A better option consists in fine-tuning a pre-trained network (inspiration taken from this brilliant post). The idea is to load a model which has been trained on ImageNet (a ResNet50 architecture for example) and then to shift its knowledge from cats and dogs to iPhones and Nexus. The process of re-learning needs to be performed in baby steps, as if we were trying to teach the above kid a completely new task. He could get easily lost so we need to wisely leverage the fact that he already knows a bunch of rules about images without asking too much from him. His knowledge is just too specific, so it is a matter of taking a couple of steps back and walking him through a new route. Not as if he was completely ignorant. Just a new smaller branch of his vision capabilities.

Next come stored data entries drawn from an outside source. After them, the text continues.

//! Differential snapshot sync over WebSocket.
//!
//! ```text
//! connect ──► sync-welcome (projection)
//! sync-differential{baseChecksum, operations}
//!     ├─ mismatch ─► sync-checksum-mismatch (sender, full state)
//!     ├─ no-op ────► sync-ack (sender)
//!     └─ applied ──► sync-ack (sender) + sync-differential-applied (everyone else)
//! sync-differential-batch{baseChecksum?, diffs} — same contract, one commit
//! ```
//!
//! Broadcasts carry only the applied operations and the new
//! `{version, checksum}`. Requests from all connections take turns between
//! the store call and the fan-out, so peers see applied diffs in version
//! order. A store failure ends the connection so a client is never told a
//! write landed when it did not.

use std::sync::Arc;

use serde::{Deserialize, Serialize};
use serde_json::Value;
use uuid::Uuid;

use crate::broadcast::{BroadcastStats, ConnectionRegistry};
use crate::connection::{ConnectionError, ConnectionId, SendError, WsConnection};
use crate::protocol::{parse_envelope, ProtocolError};
use crate::snapshot::{
    build_projection, snapshot_from_value, version_from_value, ApplyOutcome, ApplyStatus,
    DiffOperation, Snapshot, SnapshotProjection, SnapshotState, StateStore, StateSummary,
    StoreError,
};

/// Messages a sync client may send.
#[derive(Debug, Clone, PartialEq)]
pub enum SyncClientMessage {
    Differential {
        request_id: Value,
        base_checksum: String,
        operations: Vec<DiffOperation>,
    },
    DifferentialBatch {
        request_id: Value,
        base_checksum: Option<String>,
        diffs: Vec<Vec<DiffOperation>>,
    },
}

impl SyncClientMessage {
    pub const TYPES: &'static [&'static str] = &["sync-differential", "sync-differential-batch"];

    /// Parse leniently: malformed operations are skipped rather than failing
    /// the whole message.
    pub fn parse(text: &str) -> Result<Self, ProtocolError> {
        let value: Value = parse_envelope(text, Self::TYPES)?;
        let request_id = match value.get("requestId") {
            Some(Value::Null | Value::Bool(false)) | None => Value::Null,
            Some(Value::String(s)) if s.is_empty() => Value::Null,
            Some(other) => other.clone(),
        };
        let base_checksum = value
            .get("baseChecksum")
            .and_then(Value::as_str)
            .map(str::to_string);

        match value.get("type").and_then(Value::as_str) {
            Some("sync-differential") => Ok(Self::Differential {
                request_id,
                base_checksum: base_checksum.unwrap_or_default(),
                operations: value
                    .get("operations")
                    .map(DiffOperation::list_from_value)
                    .unwrap_or_default(),
            }),
            _ => {
                let diffs = value
                    .get("diffs")
                    .and_then(Value::as_array)
                    .map(|diffs| diffs.iter().map(diff_operations).collect())
                    .unwrap_or_default();
                Ok(Self::DifferentialBatch {
                    request_id,
                    base_checksum,
                    diffs,
                })
            }
        }
    }
}

/// A batch entry is either `{operations: [...]}` or a bare operation list.
fn diff_operations(diff: &Value) -> Vec<DiffOperation> {
    match diff {
        Value::Array(_) => DiffOperation::list_from_value(diff),
        _ => diff
            .get("operations")
            .map(DiffOperation::list_from_value)
            .unwrap_or_default(),
    }
}

/// Messages the sync service sends.
#[derive(Debug, Clone, PartialEq, Serialize, Deserialize)]
#[serde(tag = "type", rename_all = "kebab-case", rename_all_fields = "camelCase")]
pub enum SyncServerMessage {
    SyncWelcome {
        client_id: Uuid,
        state: SnapshotProjection,
    },
    SyncAck {
        request_id: Value,
        status: ApplyStatus,
        operations: Vec<DiffOperation>,
        state: StateSummary,
    },
    SyncChecksumMismatch {
        request_id: Value,
        state: SnapshotState,
    },
    SyncDifferentialApplied {
        request_id: Value,
        origin_client_id: Uuid,
        operations: Vec<DiffOperation>,
        state: StateSummary,
    },
}

/// Parse a `{version, snapshot}` reconcile body.
pub fn parse_reconcile_request(body: &[u8]) -> Result<(u64, Snapshot), ProtocolError> {
    let value: Value =
        serde_json::from_slice(body).map_err(|e| ProtocolError::MalformedJson(e.to_string()))?;
    if !value.is_object() {
        return Err(ProtocolError::MalformedJson("body is not an object".into()));
    }
    let version = version_from_value(value.get("version"));
    let snapshot = value.get("snapshot").map(snapshot_from_value).unwrap_or_default();
    Ok((version, snapshot))
}

/// Errors ending a sync connection.
#[derive(Debug)]
pub enum SyncError {
    Connection(ConnectionError),
    Store(StoreError),
}

impl std::fmt::Display for SyncError {
    fn fmt(&self, f: &mut std::fmt::Formatter<'_>) -> std::fmt::Result {
        match self {
            SyncError::Connection(e) => write!(f, "{e}"),
            SyncError::Store(e) => write!(f, "{e}"),
        }
    }
}

impl std::error::Error for SyncError {}

impl From<ConnectionError> for SyncError {
    fn from(e: ConnectionError) -> Self {
        SyncError::Connection(e)
    }
}

impl From<StoreError> for SyncError {
    fn from(e: StoreError) -> Self {
        SyncError::Store(e)
    }
}

/// Sync protocol endpoint over a shared [`StateStore`].
pub struct SyncService {
    store: Arc<dyn StateStore>,
    registry: ConnectionRegistry,
    /// Held from the store call until the fan-out is queued
    commit_order: tokio::sync::Mutex<()>,
}

impl SyncService {
    pub fn new(store: Arc<dyn StateStore>) -> Self {
        Self {
            store,
            registry: ConnectionRegistry::new(),
            commit_order: tokio::sync::Mutex::new(()),
        }
    }

    pub fn store(&self) -> &Arc<dyn StateStore> {
        &self.store
    }

    pub fn connection_count(&self) -> usize {
        self.registry.len()
    }

    pub fn stats(&self) -> BroadcastStats {
        self.registry.stats()
    }

    /// Deliver a message to every sync connection.
    pub fn broadcast<T: Serialize>(&self, msg: &T) -> Result<usize, SendError> {
        self.registry.broadcast_json(msg, None)
    }

    /// Run one sync connection until it closes or the store fails.
    pub async fn serve(&self, conn: &mut WsConnection) -> Result<(), SyncError> {
        let id = conn.id();
        self.registry.register(conn.handle().clone());
        log::info!("Sync connection {id} opened");

        let result = self.run(conn).await;

        self.registry.unregister(&id);
        conn.handle().close();
        match &result {
            Err(SyncError::Store(e)) => log::error!("Sync connection {id} terminated: {e}"),
            _ => log::info!("Sync connection {id} closed"),
        }
        result
    }

    async fn run(&self, conn: &mut WsConnection) -> Result<(), SyncError> {
        let id = conn.id();
        let state = self.store.get_state().await?;
        self.send_to(
            &id,
            &SyncServerMessage::SyncWelcome {
                client_id: id,
                state: build_projection(&state),
            },
        );

        while let Some(text) = conn.next_message().await? {
            match SyncClientMessage::parse(&text) {
                Ok(msg) => self.handle(id, msg).await?,
                Err(e) => log::debug!("{id}: dropping sync message: {e}"),
            }
        }
        Ok(())
    }

    /// Apply one client request and fan out the result.
    pub async fn handle(&self, from: ConnectionId, msg: SyncClientMessage) -> Result<(), StoreError> {
        let _turn = self.commit_order.lock().await;
        let (request_id, outcome) = match msg {
            SyncClientMessage::Differential {
                request_id,
                base_checksum,
                operations,
            } => (
                request_id,
                self.store.apply_operations(base_checksum, operations).await?,
            ),
            SyncClientMessage::DifferentialBatch {
                request_id,
                base_checksum,
                diffs,
            } => (
                request_id,
                self.store.apply_operations_batch(base_checksum, diffs).await?,
            ),
        };
        self.respond(from, request_id, outcome);
        Ok(())
    }

    fn respond(&self, from: ConnectionId, request_id: Value, outcome: ApplyOutcome) {
        let ApplyOutcome {
            status,
            state,
            operations,
        } = outcome;

        if status == ApplyStatus::ChecksumMismatch {
            log::debug!("Checksum mismatch from {from}; current {}", state.checksum);
            self.send_to(&from, &SyncServerMessage::SyncChecksumMismatch { request_id, state });
            return;
        }

        let summary = state.summary();
        if status == ApplyStatus::Applied {
            let applied = SyncServerMessage::SyncDifferentialApplied {
                request_id: request_id.clone(),
                origin_client_id: from,
                operations: operations.clone(),
                state: summary.clone(),
            };
            if let Err(e) = self.registry.broadcast_json(&applied, Some(&from)) {
                log::error!("Failed to encode sync broadcast: {e}");
            }
        }
        self.send_to(
            &from,
            &SyncServerMessage::SyncAck {
                request_id,
                status,
                operations,
                state: summary,
            },
        );
    }

    fn send_to(&self, id: &ConnectionId, msg: &SyncServerMessage) {
        let result = crate::connection::encode_json_frame(msg)
            .and_then(|frame| self.registry.send_to(id, frame));
        if let Err(e) = result {
            log::debug!("Sync message to {id} not delivered: {e}");
        }
    }
}
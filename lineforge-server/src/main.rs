//! Lineforge sync server binary.
//!
//! Configuration comes from the environment (`LINEFORGE_BIND`, `HOST`/`PORT`,
//! `LINEFORGE_STORAGE_PATH`, `LINEFORGE_IDLE_TIMEOUT_SECS`,
//! `LINEFORGE_MAX_FRAME_BYTES`); `RUST_LOG` controls log output.

use lineforge_collab::{CollabServer, ServerConfig};

#[tokio::main]
async fn main() {
    env_logger::Builder::from_env(env_logger::Env::default().default_filter_or("info")).init();

    let config = ServerConfig::from_env();
    match &config.storage_path {
        Some(path) => log::info!("Persisting snapshot to {}", path.display()),
        None => log::warn!("No LINEFORGE_STORAGE_PATH set, snapshot is in-memory only"),
    }

    let server = match CollabServer::open(config) {
        Ok(server) => server,
        Err(e) => {
            log::error!("Failed to start: {e}");
            std::process::exit(1);
        }
    };

    tokio::select! {
        result = server.run() => {
            if let Err(e) = result {
                log::error!("Server stopped: {e}");
                std::process::exit(1);
            }
        }
        _ = tokio::signal::ctrl_c() => {
            let stats = server.stats();
            log::info!(
                "Shutting down ({} connections served, {} active)",
                stats.total_connections,
                stats.active_connections
            );
        }
    }
}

The way of accomplishing that with a deep net is to start from the output and walk backwards, unfreezing a couple of layers and re-training from scratch. The model would not re-learn the whole thing. We are just forcing the last N layers to adjust their weights for the new task at hand. The high level concepts of “picture” with all its core features are safely stored in the very first convolutions, which we don’t touch at all. If we are still not satisfied even after unfreezing a couple of the last layers then it means the features we are trying to tune are still too dependent on the original dataset the network saw in the first place (i.e. ImageNet). We then need to unroll a couple of additonal blocks and re-train. SGD with a very small learning rate and a few epochs should do the job, at least at the beginning of the exploration.
This is exactly what I did and it turns out that it worked decently with a ResNet50 (VGG16, Xception and Inception V3 did not perform good).
Evidently, I have not explored all the possible approaches for this competition. The idea was to get familiar with Keras, which I loved and I am sure I will use again in the future. Next challenge is to dive into TensorFlow. This is without doubt the Deep Learning framework most companies and researchers use and I absolutely have to check it out. Keep you posted on my progress!